The analysis highlights key pharmacological differences. Structurally, gabapentinoids resemble amino acids leucine and isoleucine, which also bind α2δ, suggesting a natural ligand exists. A major practical distinction is absorption: gabapentin relies on the LAT1 amino acid transporter, leading to saturated uptake and multiple daily doses. In contrast, pregabalin uses additional transport mechanisms, avoids saturation, binds more strongly to α2δ, and demonstrates greater potency in animal models. The post also notes intriguing research linking the α2δ-1 protein to thrombospondin-mediated synapse formation, pointing to potential wider neurological impacts.

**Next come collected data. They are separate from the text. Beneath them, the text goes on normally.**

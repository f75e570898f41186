use std::sync::Arc;

use crt_core::params::ScreenParams;
use crt_scene::camera::Camera;
use crt_scene::node::ObjectGroup;

use crate::fbo::RenderTarget;
use crate::output_pass::OutputPass;
use crate::quad::FullscreenTriangle;
use crate::scene_pass::ScenePass;
use crate::screen_pass::ScreenPass;

/// Orchestrates the full frame: scene pass → screen pass → output pass.
///
/// The pipeline is built for a fixed surface size; the two intermediate
/// targets and the screen pass viewport share it.
pub struct Composer {
    scene_target: RenderTarget,
    fx_target: RenderTarget,
    scene_pass: ScenePass,
    pub screen_pass: ScreenPass,
    output_pass: OutputPass,
    triangle: FullscreenTriangle,
    width: u32,
    height: u32,
}

impl Composer {
    pub fn new(gl: &glow::Context, params: Arc<ScreenParams>, width: u32, height: u32) -> Self {
        Self {
            scene_target: RenderTarget::new(gl, width, height, true),
            fx_target: RenderTarget::new(gl, width, height, false),
            scene_pass: ScenePass::new(gl),
            screen_pass: ScreenPass::new(gl, params, width, height),
            output_pass: OutputPass::new(gl),
            triangle: FullscreenTriangle::new(gl),
            width,
            height,
        }
    }

    /// Upload GPU meshes for the current group contents.
    pub fn upload_meshes(&mut self, gl: &glow::Context, group: &ObjectGroup) {
        self.scene_pass.upload_meshes(gl, group);
    }

    /// Render one frame to the display surface.
    pub fn render(&mut self, gl: &glow::Context, group: &ObjectGroup, camera: &Camera) {
        self.scene_pass.render(gl, group, camera, &self.scene_target);
        self.screen_pass.render(
            gl,
            self.scene_target.texture,
            Some(&self.fx_target),
            false,
            &self.triangle,
        );
        self.output_pass.render(
            gl,
            self.fx_target.texture,
            self.width,
            self.height,
            &self.triangle,
        );
    }

    /// Release all GPU resources. Call exactly once.
    pub fn destroy(&self, gl: &glow::Context) {
        self.scene_pass.destroy(gl);
        self.screen_pass.destroy(gl);
        self.output_pass.destroy(gl);
        self.triangle.destroy(gl);
        self.scene_target.destroy(gl);
        self.fx_target.destroy(gl);
    }
}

- Gabapentinoids like gabapentin work by binding to α2δ-1 proteins on calcium channels, not GABA receptors as their name implies.
- They inhibit neurotransmitter release in sensitized neural pathways, explaining efficacy for neuropathic pain and anxiety with minimal side effects.
- Pregabalin is pharmacologically superior, using multiple transporters for better absorption and binding more strongly to the α2δ target.
Why It Matters
Provides a clear mechanistic model for widely prescribed drugs, informing better clinical use and patient understanding.